Now consider solving this problem numerically by constructing a finite-dimensional linear system whose solution approximates the solution of the original PDE (e.g., using a Galerkin method). Typical numerical linear algebra systems (which work with fixed-precision floating-point arithmetic) guarantee that the maximum error in any component of the solution will be no larger than some small fraction $\epsilon > 0$ of the largest element of the right-hand side.
For instance, in the problem outlined above the right-hand side will look like a Kronecker delta, so the absolute error will be no worse than $\epsilon$. Unfortunately, since the magnitude of the solution decays exponentially, the error $\epsilon$ may be much larger than the smallest entry of the true solution.
Question: using floating-point computations only, can one obtain a solution to a linear system that obtains a desired accuracy relative to the magnitude of each element of the solution vector, rather than the right hand side?
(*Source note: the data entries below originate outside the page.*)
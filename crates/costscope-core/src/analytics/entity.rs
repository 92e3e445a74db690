//! Flat entity tables and filter values

use std::collections::HashSet;

use crate::decode::{DecodedRow, FieldValue};
use crate::models::{EntityRef, EntityRow, EntityTable, FilterValueColumn, FilterValues};
use crate::schema::{BillingField, UNALLOCATED};

fn entity_row(row: &DecodedRow) -> EntityRow {
    let mut entity = EntityRow::default();
    for (field, value) in row.iter() {
        let key = field.alias().to_string();
        match value {
            FieldValue::Reference(r) => {
                entity.keys.entry(key).or_insert_with(|| r.clone());
            }
            FieldValue::Double(v) => {
                entity.metrics.insert(key, *v);
            }
            FieldValue::Integer(v) => {
                entity.counts.insert(key, *v);
            }
            FieldValue::Timestamp(v) => {
                entity.times.insert(key, *v);
            }
            FieldValue::Null => {}
        }
    }
    entity
}

/// One row per decoded row, keyed by field alias, in database order
pub fn assemble_table(rows: &[DecodedRow], fields: &[BillingField]) -> EntityTable {
    EntityTable {
        fields: fields.to_vec(),
        rows: rows.iter().map(entity_row).collect(),
    }
}

/// Rows of the unallocated-cost query labelled `Unallocated` on every
/// drill-down dimension they were not grouped by
pub fn unallocated_rows(rows: &[DecodedRow], drilldown: &[BillingField]) -> Vec<EntityRow> {
    rows.iter()
        .map(|row| {
            let mut entity = entity_row(row);
            for field in drilldown {
                entity
                    .keys
                    .entry(field.alias().to_string())
                    .or_insert_with(|| EntityRef::raw(*field, UNALLOCATED));
            }
            entity
        })
        .collect()
}

/// Distinct values per dimension column, in first-seen order
pub fn assemble_filter_values(rows: &[DecodedRow], fields: &[BillingField], total: i64) -> FilterValues {
    let columns = fields
        .iter()
        .map(|field| {
            let mut seen = HashSet::new();
            let values = rows
                .iter()
                .filter_map(|row| row.reference(*field))
                .filter(|r| seen.insert(r.id.clone()))
                .cloned()
                .collect();
            FilterValueColumn {
                field: *field,
                values,
            }
        })
        .collect();
    FilterValues { columns, total }
}

/// Count returned by the total-count query
pub fn total_count(rows: &[DecodedRow]) -> i64 {
    rows.first()
        .and_then(|row| row.integer(BillingField::Count))
        .unwrap_or(0)
}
The fundamental problem in achieving better accuracy seems to stem from cancellation effects, i.e., if you add two numbers of very different magnitude in floating point, the smaller one is essentially ignored. I am aware of algorithms that use alternative numerical representations (e.g,. Dixon's method and so on), but this kind of answer is not particularly interesting to me due to considerations of efficiency.